Kinshasa (AFP) – « Ici, pour 2.000 francs, je mange à ma faim »: à Kinshasa, capitale de la République démocratique du Congo minée par la misère, les gargotes de rue bon marché, appelées « malewa », sont de plus en plus prisées malgré une hygiène parfois douteuse.

Penché sur son assiette, José Bangamba avale son poulet en sauce. « Ça, c’est 1.500 francs [congolais, soit environ 1,1 dollar, ndlr]. Le foufou, c’est 500 », soit 0,4 dollar, détaille ce taxi-moto de 29 ans, en montrant deux boules de pâte de farine de manioc à côté.
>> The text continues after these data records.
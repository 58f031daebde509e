mod common;

use common::build;
use hex_literal::hex;
use sett_core::{build_trie, Blake2bHasher, Tree, EMPTY_ROOT};

use std::collections::BTreeSet;

#[test]
fn empty_set() {
    let tree = build(&[]);
    assert!(tree.is_empty());
    assert_eq!(tree.hash(), EMPTY_ROOT);
    assert_eq!(tree.size(), 0);
}

#[test]
fn singleton_set() {
    let tree = build(&[b"apple"]);
    assert_eq!(tree.size(), 1);
    assert!(matches!(tree, Tree::Leaf(_)));
    // a lone leaf hashes to the digest of its value and owns the whole key
    let digest = hex!("09ad7de5023dec71b2b4d5dc28d296327c6bbd6d47f199cbb9afafc8967d19d9");
    assert_eq!(tree.hash(), digest);
    let prefix_hex: String = tree.prefix().iter().map(|n| format!("{n:x}")).collect();
    assert_eq!(
        prefix_hex,
        "09ad7de5023dec71b2b4d5dc28d296327c6bbd6d47f199cbb9afafc8967d19d9",
    );
}

#[test]
fn two_element_set() {
    let tree = build(&[b"apple", b"banana"]);
    assert_eq!(tree.size(), 2);
    let Tree::Branch(branch) = &tree else {
        panic!("expected a branch");
    };
    assert!(branch.prefix().is_empty());
    assert_eq!(branch.children().count(), 2);
    for (_, child) in branch.children() {
        assert!(matches!(child, Tree::Leaf(_)));
    }
    assert_eq!(
        tree.hash(),
        hex!("a7156ab69db858b92e9c59aad1e4151090dfb3f97ebcdde72f34dae660c8234d"),
    );
}

#[test]
fn known_root_for_seven_values() {
    let tree = build(&[
        b"apple",
        b"banana",
        b"cherry",
        b"date",
        b"elderberry",
        b"fig",
        b"grape",
    ]);
    assert_eq!(tree.size(), 7);
    assert_eq!(
        tree.hash(),
        hex!("0de4f288c37d7c9a6bced161a9a5d08d024464f052e9ab0da2d3e3d6ae21d5a9"),
    );
}

#[test]
fn insertion_order_is_irrelevant() {
    let values = common::random_values(11, 300);
    let mut rotated = values.clone();
    rotated.rotate_left(97);
    let mut reversed = values.clone();
    reversed.reverse();

    let root = build_trie::<Blake2bHasher>(values.clone()).hash();
    assert_eq!(build_trie::<Blake2bHasher>(rotated).hash(), root);
    assert_eq!(build_trie::<Blake2bHasher>(reversed).hash(), root);
}

#[test]
fn size_counts_distinct_values() {
    let mut values = common::random_values(23, 200);
    let distinct: BTreeSet<Vec<u8>> = values.iter().cloned().collect();
    // feed every value twice; the builder treats the input as a set
    values.extend(values.clone());
    let tree = build_trie::<Blake2bHasher>(values);
    assert_eq!(tree.size(), distinct.len());
}

#[test]
fn child_at_reaches_every_leaf() {
    let values = common::random_values(37, 64);
    let tree = build_trie::<Blake2bHasher>(values.clone());
    for value in &values {
        let key = <Blake2bHasher as sett_core::TrieHasher>::hash(value);
        let path: String = key.iter().map(|b| format!("{b:02x}")).collect();
        let node = tree.child_at(&path).expect("key path leads to a node");
        let Tree::Leaf(leaf) = node else {
            panic!("full key path must end at a leaf");
        };
        assert_eq!(leaf.value(), &value[..]);
    }
    assert!(tree.child_at("").is_some());
}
« Dans les restaurants ordinaires, les prix sont facilement dix fois plus chers, où est-ce que je trouverais une telle somme ? Ici, pour 1.500 ou 2.000 francs, je mange à ma faim », confie-t-il.

Sur le trottoir, les clients défilent sous le parasol délavé de « Mama Marie ». Cuillère en main, cette mère de famille de 48 ans jongle entre les marmites de poulet, de viande, de poisson frais ou fumé, de pondu (mélange de légumes et feuilles de manioc) et de riz, remplit les assiettes et encaisse les billets dans le sac à main accroché à son épaule.

Célébrés il y a quelques années par Werrason, l’un des chanteurs congolais les plus populaires, les malewa sont apparus à Kinshasa au début des années 1990 au moment de l’effondrement de l’économie congolaise, dans les dernières années de la dictature de Mobutu.

Ils se sont depuis lors multipliés comme des champignons et la crise qui frappe de nouveau le pays depuis plus d’un an et demi a encore accéléré le phénomène, à tel point qu’ils échappent à tout recensement dans une mégapole de 10 millions d’habitants où les services publics sont largement absents.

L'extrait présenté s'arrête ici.